Find the line with "let err = op.copy_and_register(&request(&src)).unwrap_err();" in the entries below, then reproduce it and every line after it down to and including the line with "fs::create_dir_all(&target_dir).unwrap();", exactly.

== The data ==

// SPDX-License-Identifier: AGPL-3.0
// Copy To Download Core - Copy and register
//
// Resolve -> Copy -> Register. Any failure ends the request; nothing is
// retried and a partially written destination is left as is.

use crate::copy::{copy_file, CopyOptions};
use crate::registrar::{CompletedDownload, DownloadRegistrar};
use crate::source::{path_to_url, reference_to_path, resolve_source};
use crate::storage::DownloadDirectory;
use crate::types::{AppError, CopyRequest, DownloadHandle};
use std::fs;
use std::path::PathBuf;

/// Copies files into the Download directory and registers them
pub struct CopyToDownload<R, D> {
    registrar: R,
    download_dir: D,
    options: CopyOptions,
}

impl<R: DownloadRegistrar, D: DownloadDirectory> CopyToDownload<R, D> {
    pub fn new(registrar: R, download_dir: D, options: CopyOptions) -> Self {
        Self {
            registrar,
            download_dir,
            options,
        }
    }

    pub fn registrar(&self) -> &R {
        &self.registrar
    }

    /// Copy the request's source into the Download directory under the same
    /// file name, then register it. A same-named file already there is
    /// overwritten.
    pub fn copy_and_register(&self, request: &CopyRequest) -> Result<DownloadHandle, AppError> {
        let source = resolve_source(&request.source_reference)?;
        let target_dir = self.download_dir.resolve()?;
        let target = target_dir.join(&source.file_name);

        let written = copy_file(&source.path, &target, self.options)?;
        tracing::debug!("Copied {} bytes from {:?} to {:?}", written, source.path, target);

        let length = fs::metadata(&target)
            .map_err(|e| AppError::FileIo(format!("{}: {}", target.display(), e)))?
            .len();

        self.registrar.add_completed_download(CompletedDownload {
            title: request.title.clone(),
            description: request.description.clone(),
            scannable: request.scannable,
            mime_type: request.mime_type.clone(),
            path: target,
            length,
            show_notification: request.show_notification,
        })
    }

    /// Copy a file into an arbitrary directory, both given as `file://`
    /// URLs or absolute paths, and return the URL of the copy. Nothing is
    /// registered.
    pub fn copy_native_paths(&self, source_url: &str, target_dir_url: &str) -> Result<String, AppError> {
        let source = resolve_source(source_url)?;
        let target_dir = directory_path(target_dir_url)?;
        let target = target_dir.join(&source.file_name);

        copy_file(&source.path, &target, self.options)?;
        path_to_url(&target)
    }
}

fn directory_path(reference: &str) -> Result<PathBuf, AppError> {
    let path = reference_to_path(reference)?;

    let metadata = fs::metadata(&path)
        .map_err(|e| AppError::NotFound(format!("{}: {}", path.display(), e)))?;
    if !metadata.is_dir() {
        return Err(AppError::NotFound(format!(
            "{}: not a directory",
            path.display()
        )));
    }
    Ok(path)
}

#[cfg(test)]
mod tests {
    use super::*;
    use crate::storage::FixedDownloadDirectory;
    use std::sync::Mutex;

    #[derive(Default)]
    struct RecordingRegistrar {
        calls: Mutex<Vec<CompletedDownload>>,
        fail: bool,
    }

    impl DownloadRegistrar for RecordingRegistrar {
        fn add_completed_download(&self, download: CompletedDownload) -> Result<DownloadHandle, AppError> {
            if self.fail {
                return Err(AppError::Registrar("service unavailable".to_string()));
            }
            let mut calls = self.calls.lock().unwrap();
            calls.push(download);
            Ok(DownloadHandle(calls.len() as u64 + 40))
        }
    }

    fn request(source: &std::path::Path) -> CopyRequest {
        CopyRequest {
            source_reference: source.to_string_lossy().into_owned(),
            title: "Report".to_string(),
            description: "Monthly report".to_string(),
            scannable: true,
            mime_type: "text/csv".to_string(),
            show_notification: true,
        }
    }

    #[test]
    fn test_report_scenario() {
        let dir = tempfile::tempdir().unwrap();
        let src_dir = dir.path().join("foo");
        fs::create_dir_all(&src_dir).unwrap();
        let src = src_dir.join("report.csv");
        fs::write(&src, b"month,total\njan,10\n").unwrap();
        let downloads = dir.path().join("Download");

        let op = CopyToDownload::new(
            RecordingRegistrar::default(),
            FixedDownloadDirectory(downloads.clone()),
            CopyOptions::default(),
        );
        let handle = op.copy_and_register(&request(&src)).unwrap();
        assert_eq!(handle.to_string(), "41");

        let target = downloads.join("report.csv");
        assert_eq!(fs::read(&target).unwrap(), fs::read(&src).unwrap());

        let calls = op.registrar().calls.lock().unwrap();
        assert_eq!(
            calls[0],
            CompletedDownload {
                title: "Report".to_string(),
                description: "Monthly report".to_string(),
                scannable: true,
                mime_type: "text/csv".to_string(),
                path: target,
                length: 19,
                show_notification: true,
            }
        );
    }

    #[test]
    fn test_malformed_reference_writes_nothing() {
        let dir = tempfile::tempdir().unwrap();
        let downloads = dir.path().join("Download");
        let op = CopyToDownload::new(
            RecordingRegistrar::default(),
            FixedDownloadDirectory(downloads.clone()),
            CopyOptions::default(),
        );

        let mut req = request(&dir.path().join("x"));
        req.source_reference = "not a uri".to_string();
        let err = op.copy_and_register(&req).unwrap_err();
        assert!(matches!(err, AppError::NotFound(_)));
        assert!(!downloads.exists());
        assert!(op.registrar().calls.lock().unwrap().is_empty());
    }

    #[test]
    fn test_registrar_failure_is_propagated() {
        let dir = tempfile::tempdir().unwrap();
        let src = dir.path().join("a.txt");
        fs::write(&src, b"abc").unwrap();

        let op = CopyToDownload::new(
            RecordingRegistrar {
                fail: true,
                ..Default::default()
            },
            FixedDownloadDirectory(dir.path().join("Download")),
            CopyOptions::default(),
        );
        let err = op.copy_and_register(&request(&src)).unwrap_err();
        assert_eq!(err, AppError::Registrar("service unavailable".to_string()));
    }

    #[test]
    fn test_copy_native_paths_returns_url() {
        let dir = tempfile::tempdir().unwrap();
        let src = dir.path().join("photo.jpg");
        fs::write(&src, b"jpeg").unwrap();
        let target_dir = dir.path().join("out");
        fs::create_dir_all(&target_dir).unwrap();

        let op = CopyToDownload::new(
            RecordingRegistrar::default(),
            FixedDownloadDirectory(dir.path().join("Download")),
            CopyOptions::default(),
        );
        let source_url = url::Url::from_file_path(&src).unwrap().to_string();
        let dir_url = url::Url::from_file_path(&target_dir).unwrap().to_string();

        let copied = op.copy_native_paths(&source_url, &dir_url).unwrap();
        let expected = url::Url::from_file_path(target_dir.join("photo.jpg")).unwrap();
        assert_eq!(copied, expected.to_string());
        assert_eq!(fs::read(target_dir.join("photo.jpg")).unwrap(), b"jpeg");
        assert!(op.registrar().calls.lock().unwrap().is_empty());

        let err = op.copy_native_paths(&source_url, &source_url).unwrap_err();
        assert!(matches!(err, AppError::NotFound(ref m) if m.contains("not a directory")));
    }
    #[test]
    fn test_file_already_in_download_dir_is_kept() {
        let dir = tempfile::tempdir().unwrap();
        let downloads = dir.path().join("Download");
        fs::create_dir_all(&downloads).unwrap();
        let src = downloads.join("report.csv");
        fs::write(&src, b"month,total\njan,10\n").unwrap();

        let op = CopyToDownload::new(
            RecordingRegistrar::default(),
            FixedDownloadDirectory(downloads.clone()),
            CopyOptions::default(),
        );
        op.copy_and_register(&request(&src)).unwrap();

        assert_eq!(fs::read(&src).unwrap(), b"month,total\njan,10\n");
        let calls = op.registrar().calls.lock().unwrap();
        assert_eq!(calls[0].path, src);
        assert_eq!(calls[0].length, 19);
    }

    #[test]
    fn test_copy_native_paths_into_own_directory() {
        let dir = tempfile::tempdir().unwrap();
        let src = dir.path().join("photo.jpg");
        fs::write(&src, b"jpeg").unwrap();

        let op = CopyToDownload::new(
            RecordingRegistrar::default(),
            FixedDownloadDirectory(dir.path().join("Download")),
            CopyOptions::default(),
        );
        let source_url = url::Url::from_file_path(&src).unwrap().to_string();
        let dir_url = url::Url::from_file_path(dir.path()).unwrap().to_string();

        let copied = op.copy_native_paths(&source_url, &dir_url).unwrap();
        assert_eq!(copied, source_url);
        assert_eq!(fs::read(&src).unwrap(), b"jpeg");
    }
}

===

**Written solution:**
        let err = op.copy_and_register(&request(&src)).unwrap_err();
        assert_eq!(err, AppError::Registrar("service unavailable".to_string()));
    }

    #[test]
    fn test_copy_native_paths_returns_url() {
        let dir = tempfile::tempdir().unwrap();
        let src = dir.path().join("photo.jpg");
        fs::write(&src, b"jpeg").unwrap();
        let target_dir = dir.path().join("out");
        fs::create_dir_all(&target_dir).unwrap();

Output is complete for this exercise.